By William Stowers –
Last Saturday afternoon the Hillary Clinton presidential campaign kicked off its grassroots organization effort in two states. The first event took place in the former Secretary of State’s home state of New York. The second event didn’t take place in Iowa, New Hampshire, South Carolina, or even Nevada. It took place in… Georgia?
The Clinton grassroots effort in the Peach State began in a back room of a North Avenue bar in downtown Atlanta on May 2, 2015. Surrounded by almost 100 early supporters of Clinton, Ramon Rushing began to set the tone for what a campaign would look like down south. Rushing, the Georgia grassroots coordinator, told a crowd of business owners, lawyers, activists, students, and local government employees about the plan for the next few months. Among those in the crowd included state Sen.

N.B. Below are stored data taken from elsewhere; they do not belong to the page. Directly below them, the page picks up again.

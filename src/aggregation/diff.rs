use std::collections::BTreeSet;

use crate::models::VoteState;

/// What changed for one election between a trigger's before- and after-image.
#[derive(Debug, Clone, PartialEq)]
pub struct ElectionDelta {
    pub election_id: String,
    pub vote_before: Option<String>,
    pub vote_after: Option<String>,
    pub added_dislikes: BTreeSet<String>,
    pub removed_dislikes: BTreeSet<String>,
}

impl ElectionDelta {
    pub fn vote_changed(&self) -> bool {
        self.vote_before != self.vote_after
    }

    pub fn is_empty(&self) -> bool {
        !self.vote_changed() && self.added_dislikes.is_empty() && self.removed_dislikes.is_empty()
    }
}

/// Diff two vote-state images into one delta per affected election.
///
/// Elections whose choice and dislike set are identical on both sides are
/// skipped entirely: no read, no write, no log noise. This is also what makes
/// at-least-once trigger redelivery safe — an identical (before, after) pair
/// produces no deltas.
pub fn compute_deltas(before: Option<&VoteState>, after: Option<&VoteState>) -> Vec<ElectionDelta> {
    let empty = BTreeSet::new();

    // Union of election ids present in either image, in stable order
    let mut election_ids = BTreeSet::new();
    for state in [before, after].into_iter().flatten() {
        election_ids.extend(state.elections.keys().cloned());
    }

    let mut deltas = Vec::new();
    for election_id in election_ids {
        let before_choice = before.and_then(|s| s.elections.get(&election_id));
        let after_choice = after.and_then(|s| s.elections.get(&election_id));

        let vote_before = before_choice.and_then(|c| c.candidate_id.clone());
        let vote_after = after_choice.and_then(|c| c.candidate_id.clone());
        let before_dislikes = before_choice.map_or(&empty, |c| &c.disliked_candidates);
        let after_dislikes = after_choice.map_or(&empty, |c| &c.disliked_candidates);

        let delta = ElectionDelta {
            election_id,
            vote_before,
            vote_after,
            added_dislikes: after_dislikes.difference(before_dislikes).cloned().collect(),
            removed_dislikes: before_dislikes.difference(after_dislikes).cloned().collect(),
        };
        if !delta.is_empty() {
            deltas.push(delta);
        }
    }
    deltas
}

Curt Thompson, D- Tucker, and former Atlanta Mayor Shirley Franklin.
Rushing began the event with a showing of the oft-criticized campaign announcement video that drew cheers from the packed room of diverse supporters. The crowd then divided into small groups to discuss what they wanted to see from a Clinton campaign in 2015 and 2016.
Ashton Packer, a freshman at Kennesaw State University and an avid Clinton supporter, wanted to see “education talked about as a bigger issue.” Including education, group members discussed topics from social justice and social equality to foreign policy. Clinton, says one supporter, “leads the competition in the area of foreign policy.”

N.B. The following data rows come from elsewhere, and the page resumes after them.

use chrono::{DateTime, Utc};
use serde::{Deserialize, Serialize};
use std::collections::{BTreeSet, HashMap};
use uuid::Uuid;

/// One record per user: their current pick and dislike marks across every
/// election they have interacted with. Elections they never touched are
/// simply absent from the map.
#[derive(Debug, Clone, PartialEq, Serialize, Deserialize)]
pub struct VoteState {
    pub user_id: String,
    #[serde(default)]
    pub elections: HashMap<String, ElectionChoice>,
}

impl VoteState {
    pub fn new(user_id: impl Into<String>) -> Self {
        Self {
            user_id: user_id.into(),
            elections: HashMap::new(),
        }
    }

    /// The user's current pick for an election, if any.
    pub fn chosen_candidate(&self, election_id: &str) -> Option<&str> {
        self.elections
            .get(election_id)
            .and_then(|choice| choice.candidate_id.as_deref())
    }
}

/// A user's state for a single election. Invariant: `candidate_id` (when
/// present) never appears in `disliked_candidates` — voting for a candidate
/// clears any prior dislike mark on it.
#[derive(Debug, Clone, PartialEq, Serialize, Deserialize)]
pub struct ElectionChoice {
    #[serde(skip_serializing_if = "Option::is_none")]
    pub candidate_id: Option<String>,
    #[serde(default, skip_serializing_if = "BTreeSet::is_empty")]
    pub disliked_candidates: BTreeSet<String>,
    pub created_at: DateTime<Utc>,
    pub updated_at: DateTime<Utc>,
}

impl ElectionChoice {
    pub fn new(now: DateTime<Utc>) -> Self {
        Self {
            candidate_id: None,
            disliked_candidates: BTreeSet::new(),
            created_at: now,
            updated_at: now,
        }
    }

    /// An entry with no pick and no dislikes is deleted by omission rather
    /// than kept as a tombstone.
    pub fn is_empty(&self) -> bool {
        self.candidate_id.is_none() && self.disliked_candidates.is_empty()
    }
}

/// Per-election cached aggregate. Written only by the aggregation engine;
/// read-only everywhere else.
#[derive(Debug, Clone, PartialEq, Serialize, Deserialize)]
pub struct ElectionResult {
    pub election_id: String,
    pub total_votes: u32,
    pub total_dislike_marks: u32,
    #[serde(default)]
    pub candidates: HashMap<String, CandidateResult>,
    pub last_updated: DateTime<Utc>,
}

impl ElectionResult {
    /// Zero-valued record for an election with no aggregate yet.
    pub fn empty(election_id: impl Into<String>, now: DateTime<Utc>) -> Self {
        Self {
            election_id: election_id.into(),
            total_votes: 0,
            total_dislike_marks: 0,
            candidates: HashMap::new(),
            last_updated: now,
        }
    }
}

/// Per-candidate slice of an `ElectionResult`. The dislike fields are only
/// present while the candidate carries at least one dislike mark.
#[derive(Debug, Clone, PartialEq, Serialize, Deserialize)]
pub struct CandidateResult {
    pub count: u32,
    pub percentage: f64,
    #[serde(skip_serializing_if = "Option::is_none")]
    pub dislike_count: Option<u32>,
    #[serde(skip_serializing_if = "Option::is_none")]
    pub dislike_percentage: Option<f64>,
}

impl CandidateResult {
    pub fn zero() -> Self {
        Self {
            count: 0,
            percentage: 0.0,
            dislike_count: None,
            dislike_percentage: None,
        }
    }
}

/// Registry row for an election. Creation/teardown of elections is external
/// to the aggregation core; this is the minimal write-side the roster needs.
#[derive(Debug, Clone, Serialize, Deserialize)]
pub struct Election {
    pub id: String,
    pub name: String,
    pub created_at: DateTime<Utc>,
}

impl Election {
    pub fn new(name: impl Into<String>) -> Self {
        Self {
            id: Uuid::new_v4().to_string(),
            name: name.into(),
            created_at: Utc::now(),
        }
    }
}

/// Registry row for a candidate within an election.
#[derive(Debug, Clone, Serialize, Deserialize)]
pub struct Candidate {
    pub id: String,
    pub election_id: String,
    pub name: String,
}

impl Candidate {
    pub fn new(election_id: impl Into<String>, name: impl Into<String>) -> Self {
        Self {
            id: Uuid::new_v4().to_string(),
            election_id: election_id.into(),
            name: name.into(),
        }
    }
}
pub mod aggregator;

After the group discussion, the crowd reassembled in the small back room where Thompson said unequivocally that he is “ready for Hillary.” Members of the crowd frequently brought up the importance of voter registration and voter turn-out efforts, which some called the “Achilles heel” of the Democratic Party in Georgia. Thompson told InsiderAdvantage that the most important thing for 2016 was to get out the vote as well as avoiding a coronation ceremony for Mrs. Clinton. “We thought it was a race for Vice President back in 2008, too. We were wrong.”

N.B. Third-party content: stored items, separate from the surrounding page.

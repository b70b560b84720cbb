use thiserror::Error;

/// Failures from the document store.
///
/// `ConflictExhausted` is the terminal form of a compare-and-swap race: the
/// writer reloaded and retried up to its attempt budget and lost every time.
/// Mutators surface it to the caller as a retryable failure; the aggregation
/// engine catches it per election and logs.
#[derive(Debug, Error)]
pub enum StoreError {
    #[error("database error: {0}")]
    Database(#[from] sqlx::Error),

    #[error("stored document could not be (de)serialized: {0}")]
    Decode(#[from] serde_json::Error),

    #[error("write conflict persisted after {0} attempts")]
    ConflictExhausted(u32),
}

/// The candidate roster could not be read. Non-fatal by contract: the
/// aggregation engine degrades to partial zero-fill and logs a warning.
#[derive(Debug, Error)]
pub enum RegistryError {
    #[error("candidate roster unavailable: {0}")]
    Unavailable(String),
}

Thompson and Rushing did not state any specific goals articulated between Georgia Democrats and the Clinton campaign. But Rushing and other grassroots organizers want Clinton to “continue and expand upon the policies of President Obama and the Democrats in Congress.”
To say the energy in the room was electric would be an understatement. The enthusiasm for the long-awaited campaign that is barely a month old showed how energetic these supporters are. Granted, it is still 18 months until the general election.
Between now and then, however, those in attendance at the event want the campaign to go across races and genders and don’t want Georgia “to go backwards.” Their overall goal? Turn Georgia blue. This goal seems lofty. Democrats in Georgia suffered a sobering loss last November when their best candidates were crushed on election day and their share of the U.S. Congressional delegation was reduced by one. Many blame this loss on the failed efforts of state House Minority Leader Stacey Abrams, D-Atlanta, to increase voter turnout. This is an issue the grassroots staff said they would fix.
When asked who would run in 2016 against U.S. Sen. Johnny Isakson, R-Ga., State Senator Thompson told InsiderAdvantage that “a lot of names were floating around, but I’m not going to say anyone specific.” So can Georgia turn blue? These supporters sure think it can. But nobody is counting their chickens just yet. The first primaries aren’t for another 8 months, and there are no guarantees. As one retired journalist told a California supporter of Clinton’s who recently moved to Georgia, “Welcome to Georgia—where anything can happen.”